Co do ''słodyczowych dni'' i poszczenia w pozostałe to również nie jest dobre
wyjście z sytuacji. Może nieść ze sobą niebezpieczeństwo, że wygłodniałe po
całym tygodniu dziecko będzie się rzucać na słodkości i nadrabiać niedostatki
cukru w sposób niekontrolowany. Posiłki nie powinny być ograniczone
zakazami, które w weekend nagle znikają i wypierają zdrowe posiłki.
Zalecam całodzienne żywienie w odpowiednich proporcjach. Niech desery codziennie lub co drugi dzień - też będą jego częścią. Mogą to być np. świeże
lub suszone owoce czy przekąski z orzechami.

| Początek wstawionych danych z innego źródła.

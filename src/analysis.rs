use crate::MutterError;
use crate::cleaning::{
    DuplicateReport, MissingReport, OutlierReport, detect_duplicates, detect_outliers, scan_missing,
};
use crate::config::InsightConfig;
use crate::correlation::{Correlation, rank_correlations};
use crate::dataset::{Dataset, Metadata, MetadataStatistics};
use crate::distribution::{Distribution, analyze_distribution};
use crate::quality::{ColumnQuality, overall_score, type_consistency};
use crate::stats::{ColumnStats, NumericStats, compute_stats};
use crate::text::{TextInsights, analyze_text};
use crate::types::{ColumnTypeInferer, DomainRole, InferredType};
use crate::value::CellValue;
use indexmap::IndexMap;
use rayon::prelude::*;
use serde::Serialize;
use tracing::debug;

const SAMPLE_VALUE_COUNT: usize = 5;

#[derive(Debug, Clone, PartialEq, Serialize)]
#[serde(rename_all = "camelCase")]
pub struct ColumnProfile {
    pub name: String,
    pub inferred_type: InferredType,
    pub domain_role: Option<DomainRole>,
    pub statistics: ColumnStats,
    pub completeness: f64,
}

/// Everything the narrator and chart selector read about one dataset. Built
/// fresh per request and dropped after rendering.
#[derive(Debug, Clone, Serialize)]
#[serde(rename_all = "camelCase")]
pub struct AnalysisResult {
    pub file_name: String,
    pub row_count: usize,
    pub column_count: usize,
    pub numeric_columns: Vec<String>,
    pub text_columns: Vec<String>,
    pub date_columns: Vec<String>,
    pub profiles: IndexMap<String, ColumnProfile>,
    pub data_quality: IndexMap<String, ColumnQuality>,
    pub quality_score: u32,
    pub outliers: IndexMap<String, OutlierReport>,
    pub correlations: Vec<Correlation>,
    pub distribution: Distribution,
    pub duplicates: DuplicateReport,
    pub missing: MissingReport,
    pub type_consistency: f64,
    pub text: Option<TextInsights>,
    pub sample_values: IndexMap<String, Vec<String>>,
    pub sheet_names: Vec<String>,
    pub from_metadata: bool,
}

struct ColumnSummary {
    profile: ColumnProfile,
    quality: ColumnQuality,
    outliers: Option<OutlierReport>,
    samples: Vec<String>,
}

fn json_label(value: &serde_json::Value) -> String {
    CellValue::from_json(value).label()
}

fn summarize_column(
    name: &str,
    inferred_type: InferredType,
    statistics: ColumnStats,
    samples: Vec<String>,
    numbers: &[f64],
    inferer: &ColumnTypeInferer<'_>,
    rows: usize,
    config: &InsightConfig,
) -> ColumnSummary {
    let quality = ColumnQuality::score(
        statistics.count,
        statistics.unique_count,
        rows,
        config.completeness_issue_threshold,
    );
    let outliers = (inferred_type == InferredType::Numeric).then(|| {
        detect_outliers(
            numbers,
            config.outlier_iqr_multiplier,
            config.min_outlier_values,
        )
    });
    ColumnSummary {
        profile: ColumnProfile {
            name: name.to_string(),
            inferred_type,
            domain_role: inferer.role(name),
            statistics,
            completeness: quality.completeness,
        },
        quality,
        outliers,
        samples,
    }
}

fn raw_samples(cells: &[&CellValue]) -> Vec<String> {
    cells
        .iter()
        .filter(|v| !v.is_null())
        .take(SAMPLE_VALUE_COUNT)
        .map(|v| v.label())
        .collect()
}

fn profile_column(
    dataset: &Dataset,
    col_idx: usize,
    inferer: &ColumnTypeInferer<'_>,
    config: &InsightConfig,
) -> ColumnSummary {
    let name = &dataset.columns()[col_idx];
    let cells: Vec<&CellValue> = dataset.column(col_idx).collect();
    let inferred = inferer.infer(name, cells.iter().copied());
    let statistics = compute_stats(&cells, inferred == InferredType::Numeric);
    let numbers: Vec<f64> = cells.iter().filter_map(|v| v.as_number()).collect();
    summarize_column(
        name,
        inferred,
        statistics,
        raw_samples(&cells),
        &numbers,
        inferer,
        dataset.row_count(),
        config,
    )
}

/// Metadata supplies type, counts and base statistics; spread and shape still
/// come from the raw rows because the upstream parser does not record them.
fn merge_metadata_stats(
    meta: &MetadataStatistics,
    raw: ColumnStats,
    rows: usize,
    numeric: bool,
) -> ColumnStats {
    let numeric_stats = if numeric {
        match (meta.min, meta.max, meta.avg) {
            (Some(min), Some(max), Some(avg)) => {
                let raw_numeric = raw.numeric.as_ref();
                Some(NumericStats {
                    count: raw_numeric.map_or(rows.saturating_sub(meta.null_count), |n| n.count),
                    min,
                    max,
                    mean: avg,
                    median: meta
                        .median
                        .or(raw_numeric.map(|n| n.median))
                        .unwrap_or(avg),
                    std_dev: raw_numeric.and_then(|n| n.std_dev),
                    skewness: raw_numeric.and_then(|n| n.skewness),
                    q1: raw_numeric.and_then(|n| n.q1),
                    q3: raw_numeric.and_then(|n| n.q3),
                })
            }
            _ => raw.numeric.clone(),
        }
    } else {
        None
    };
    ColumnStats {
        count: rows.saturating_sub(meta.null_count),
        null_count: meta.null_count,
        unique_count: meta.unique_count,
        mode: meta.mode.as_ref().map(json_label).or(raw.mode),
        numeric: numeric_stats,
    }
}

fn profile_from_metadata(
    dataset: &Dataset,
    col_idx: usize,
    metadata: &Metadata,
    inferer: &ColumnTypeInferer<'_>,
    config: &InsightConfig,
) -> ColumnSummary {
    let name = &dataset.columns()[col_idx];
    let cells: Vec<&CellValue> = dataset.column(col_idx).collect();
    let inferred = metadata
        .data_types
        .get(name)
        .and_then(|t| InferredType::from_metadata(t))
        .unwrap_or_else(|| inferer.infer(name, cells.iter().copied()));
    let is_numeric = inferred == InferredType::Numeric;
    let raw = compute_stats(&cells, is_numeric);
    let statistics = match metadata.statistics.get(name) {
        Some(meta) => merge_metadata_stats(meta, raw, dataset.row_count(), is_numeric),
        None => raw,
    };
    let samples = match metadata.sample_values.get(name) {
        Some(values) => values
            .iter()
            .take(SAMPLE_VALUE_COUNT)
            .map(json_label)
            .collect(),
        None => raw_samples(&cells),
    };
    let numbers: Vec<f64> = cells.iter().filter_map(|v| v.as_number()).collect();
    summarize_column(
        name,
        inferred,
        statistics,
        samples,
        &numbers,
        inferer,
        dataset.row_count(),
        config,
    )
}

impl AnalysisResult {
    /// Profiles every column (in parallel, collected in column order) and runs
    /// the dataset-wide detectors. Uses attached metadata when present.
    pub fn build(dataset: &Dataset, config: &InsightConfig) -> Result<Self, MutterError> {
        if dataset.column_count() == 0 {
            return Err(MutterError::NoColumns);
        }
        if dataset.row_count() == 0 {
            return Err(MutterError::EmptyDataset);
        }
        debug!(
            file = dataset.file_name(),
            rows = dataset.row_count(),
            columns = dataset.column_count(),
            metadata = dataset.metadata().is_some(),
            "profiling dataset"
        );

        let inferer = ColumnTypeInferer::new(config);
        let summaries: Vec<ColumnSummary> = match dataset.metadata() {
            Some(metadata) => (0..dataset.column_count())
                .into_par_iter()
                .map(|col_idx| profile_from_metadata(dataset, col_idx, metadata, &inferer, config))
                .collect(),
            None => (0..dataset.column_count())
                .into_par_iter()
                .map(|col_idx| profile_column(dataset, col_idx, &inferer, config))
                .collect(),
        };

        let mut numeric_columns = Vec::new();
        let mut text_columns = Vec::new();
        let mut date_columns = Vec::new();
        let mut profiles = IndexMap::new();
        let mut data_quality = IndexMap::new();
        let mut outliers = IndexMap::new();
        let mut sample_values = IndexMap::new();

        for summary in summaries {
            let name = summary.profile.name.clone();
            match summary.profile.inferred_type {
                InferredType::Numeric => numeric_columns.push(name.clone()),
                InferredType::Date => date_columns.push(name.clone()),
                InferredType::Text | InferredType::Boolean | InferredType::Mixed => {
                    text_columns.push(name.clone())
                }
            }
            if let Some(report) = summary.outliers {
                outliers.insert(name.clone(), report);
            }
            data_quality.insert(name.clone(), summary.quality);
            sample_values.insert(name.clone(), summary.samples);
            profiles.insert(name, summary.profile);
        }

        let quality_score = overall_score(data_quality.values());
        let correlations =
            rank_correlations(dataset, &numeric_columns, config.correlation_column_cap);
        let distribution = analyze_distribution(dataset, &text_columns, &date_columns);

        Ok(AnalysisResult {
            file_name: dataset.file_name().to_string(),
            row_count: dataset.row_count(),
            column_count: dataset.column_count(),
            numeric_columns,
            text_columns,
            date_columns,
            profiles,
            data_quality,
            quality_score,
            outliers,
            correlations,
            distribution,
            duplicates: detect_duplicates(dataset),
            missing: scan_missing(dataset, config.missing_data_threshold),
            type_consistency: type_consistency(dataset),
            text: analyze_text(dataset, config.sample_size),
            sample_values,
            sheet_names: dataset
                .metadata()
                .and_then(|m| m.sheet_names.clone())
                .unwrap_or_default(),
            from_metadata: dataset.metadata().is_some(),
        })
    }

    pub fn profile(&self, column: &str) -> Option<&ColumnProfile> {
        self.profiles.get(column)
    }

    pub fn numeric_stats(&self, column: &str) -> Option<&NumericStats> {
        self.profiles
            .get(column)
            .and_then(|p| p.statistics.numeric.as_ref())
    }

    /// The first numeric column, which narration treats as the headline metric.
    pub fn primary_metric(&self) -> Option<&str> {
        self.numeric_columns.first().map(String::as_str)
    }

    pub fn issue_columns(&self) -> impl Iterator<Item = (&String, &ColumnQuality)> {
        self.data_quality.iter().filter(|(_, q)| q.has_issues)
    }

    /// The cacheable shape an upload pipeline stores next to the rows.
    pub fn to_metadata(&self) -> Metadata {
        let data_types = self
            .profiles
            .iter()
            .map(|(name, p)| {
                let ty = match p.inferred_type {
                    InferredType::Numeric => "number",
                    InferredType::Text => "string",
                    InferredType::Date => "date",
                    InferredType::Boolean => "boolean",
                    InferredType::Mixed => "mixed",
                };
                (name.clone(), ty.to_string())
            })
            .collect();
        let statistics = self
            .profiles
            .iter()
            .map(|(name, p)| {
                let numeric = p.statistics.numeric.as_ref();
                let stats = MetadataStatistics {
                    min: numeric.map(|n| n.min),
                    max: numeric.map(|n| n.max),
                    avg: numeric.map(|n| n.mean),
                    median: numeric.map(|n| n.median),
                    mode: p.statistics.mode.clone().map(serde_json::Value::String),
                    null_count: p.statistics.null_count,
                    unique_count: p.statistics.unique_count,
                    data_type: None,
                };
                (name.clone(), stats)
            })
            .collect();
        let sample_values = self
            .sample_values
            .iter()
            .map(|(name, values)| {
                (
                    name.clone(),
                    values
                        .iter()
                        .map(|v| serde_json::Value::String(v.clone()))
                        .collect(),
                )
            })
            .collect();
        Metadata {
            data_types,
            statistics,
            sample_values,
            sheet_names: (!self.sheet_names.is_empty()).then(|| self.sheet_names.clone()),
        }
    }
}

Jestem za racjonalnym jedzeniem
pełnowartościowych posiłków i od czasu do czasu spożywania czegoś słodkiego.
Z badań wynika, że polskie dzieci niedługo będą tak otyłe jak amerykańskie.
To już się dzieje. Nadwaga i otyłość łącznie dotyczą powyżej 20 proc. dzieci i
młodzieży. Praktycznie co piąte dziecko w niektórych środowiskach, szczególnie
w dużych miastach, jest otyłe. Z tym że w USA mówi się: ''Bieda jest gruba''.
Chodzi o to, że ubogie rodziny spożywają tanią, wysoko przetworzoną żywność.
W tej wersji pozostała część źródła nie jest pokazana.